[Collected data]
..............................
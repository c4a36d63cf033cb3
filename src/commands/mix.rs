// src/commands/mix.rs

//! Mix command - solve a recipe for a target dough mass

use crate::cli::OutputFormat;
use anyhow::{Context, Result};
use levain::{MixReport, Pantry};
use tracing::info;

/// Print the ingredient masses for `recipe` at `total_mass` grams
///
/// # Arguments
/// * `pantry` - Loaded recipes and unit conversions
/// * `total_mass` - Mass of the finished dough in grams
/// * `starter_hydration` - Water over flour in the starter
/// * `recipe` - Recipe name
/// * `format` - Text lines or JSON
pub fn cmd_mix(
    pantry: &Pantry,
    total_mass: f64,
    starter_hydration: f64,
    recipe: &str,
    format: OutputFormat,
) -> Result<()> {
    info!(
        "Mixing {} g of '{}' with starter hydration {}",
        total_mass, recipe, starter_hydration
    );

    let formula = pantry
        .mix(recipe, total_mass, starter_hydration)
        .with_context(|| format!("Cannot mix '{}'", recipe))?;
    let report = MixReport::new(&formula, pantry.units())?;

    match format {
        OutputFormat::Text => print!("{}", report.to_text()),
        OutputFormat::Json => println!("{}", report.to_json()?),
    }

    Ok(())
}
..............................
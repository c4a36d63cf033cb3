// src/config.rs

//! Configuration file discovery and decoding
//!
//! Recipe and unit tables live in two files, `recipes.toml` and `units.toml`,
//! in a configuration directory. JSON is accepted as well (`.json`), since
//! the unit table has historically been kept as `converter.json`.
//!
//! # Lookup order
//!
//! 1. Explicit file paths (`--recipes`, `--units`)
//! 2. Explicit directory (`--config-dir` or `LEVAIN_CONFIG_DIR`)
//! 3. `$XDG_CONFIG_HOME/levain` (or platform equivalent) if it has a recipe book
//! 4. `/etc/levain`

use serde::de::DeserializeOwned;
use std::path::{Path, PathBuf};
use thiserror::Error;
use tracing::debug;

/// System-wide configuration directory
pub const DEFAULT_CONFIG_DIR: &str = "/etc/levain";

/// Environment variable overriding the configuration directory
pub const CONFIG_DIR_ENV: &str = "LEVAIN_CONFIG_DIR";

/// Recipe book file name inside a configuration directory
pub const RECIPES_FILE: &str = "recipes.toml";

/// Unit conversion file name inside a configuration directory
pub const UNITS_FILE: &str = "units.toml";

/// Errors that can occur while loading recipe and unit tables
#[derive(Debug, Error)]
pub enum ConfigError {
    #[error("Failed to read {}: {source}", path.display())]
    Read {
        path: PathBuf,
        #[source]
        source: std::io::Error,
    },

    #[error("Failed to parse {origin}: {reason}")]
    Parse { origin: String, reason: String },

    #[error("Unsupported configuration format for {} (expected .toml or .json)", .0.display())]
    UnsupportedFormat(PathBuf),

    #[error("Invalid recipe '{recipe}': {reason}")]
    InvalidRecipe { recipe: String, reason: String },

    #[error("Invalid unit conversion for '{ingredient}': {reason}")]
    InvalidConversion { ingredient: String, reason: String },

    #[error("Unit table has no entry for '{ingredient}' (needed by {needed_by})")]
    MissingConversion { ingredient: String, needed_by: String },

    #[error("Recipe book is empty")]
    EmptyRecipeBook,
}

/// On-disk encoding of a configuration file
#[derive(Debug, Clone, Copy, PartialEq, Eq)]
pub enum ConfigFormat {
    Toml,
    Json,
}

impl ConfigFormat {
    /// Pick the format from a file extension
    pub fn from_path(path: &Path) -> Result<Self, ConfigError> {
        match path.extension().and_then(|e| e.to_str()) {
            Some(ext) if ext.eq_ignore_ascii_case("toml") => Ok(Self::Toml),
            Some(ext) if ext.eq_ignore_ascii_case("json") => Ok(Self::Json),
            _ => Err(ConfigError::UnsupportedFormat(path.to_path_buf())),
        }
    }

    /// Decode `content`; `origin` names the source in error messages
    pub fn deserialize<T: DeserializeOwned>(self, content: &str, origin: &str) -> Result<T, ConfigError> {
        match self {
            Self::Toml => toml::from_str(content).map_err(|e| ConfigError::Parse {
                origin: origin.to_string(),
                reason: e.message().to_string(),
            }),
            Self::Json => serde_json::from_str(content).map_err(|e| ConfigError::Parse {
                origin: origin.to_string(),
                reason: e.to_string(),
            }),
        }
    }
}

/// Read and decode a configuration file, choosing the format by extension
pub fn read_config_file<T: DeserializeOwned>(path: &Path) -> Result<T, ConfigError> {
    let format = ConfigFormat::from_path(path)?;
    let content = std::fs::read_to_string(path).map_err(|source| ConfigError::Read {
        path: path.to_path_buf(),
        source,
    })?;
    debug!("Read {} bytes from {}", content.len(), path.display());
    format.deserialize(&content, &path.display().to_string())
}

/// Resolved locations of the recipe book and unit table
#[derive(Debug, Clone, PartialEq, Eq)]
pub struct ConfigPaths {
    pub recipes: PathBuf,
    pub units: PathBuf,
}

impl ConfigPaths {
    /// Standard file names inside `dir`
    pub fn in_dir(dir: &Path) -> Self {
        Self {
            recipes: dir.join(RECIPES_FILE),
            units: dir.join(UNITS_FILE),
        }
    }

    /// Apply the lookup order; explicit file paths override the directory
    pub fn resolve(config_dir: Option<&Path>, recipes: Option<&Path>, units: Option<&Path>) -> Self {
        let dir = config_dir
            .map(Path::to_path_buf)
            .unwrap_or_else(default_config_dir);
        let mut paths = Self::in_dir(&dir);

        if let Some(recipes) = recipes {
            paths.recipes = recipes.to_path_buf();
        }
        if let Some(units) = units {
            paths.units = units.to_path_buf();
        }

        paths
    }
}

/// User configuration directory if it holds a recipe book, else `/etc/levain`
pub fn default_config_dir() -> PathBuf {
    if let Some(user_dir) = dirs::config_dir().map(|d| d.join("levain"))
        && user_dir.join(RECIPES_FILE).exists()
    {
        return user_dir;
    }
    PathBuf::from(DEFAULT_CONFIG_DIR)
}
..............................
Problem —
If a line in the entries contains "dough", copy it.

Expected output —
//! Mix command - solve a recipe for a target dough mass
/// * `total_mass` - Mass of the finished dough in grams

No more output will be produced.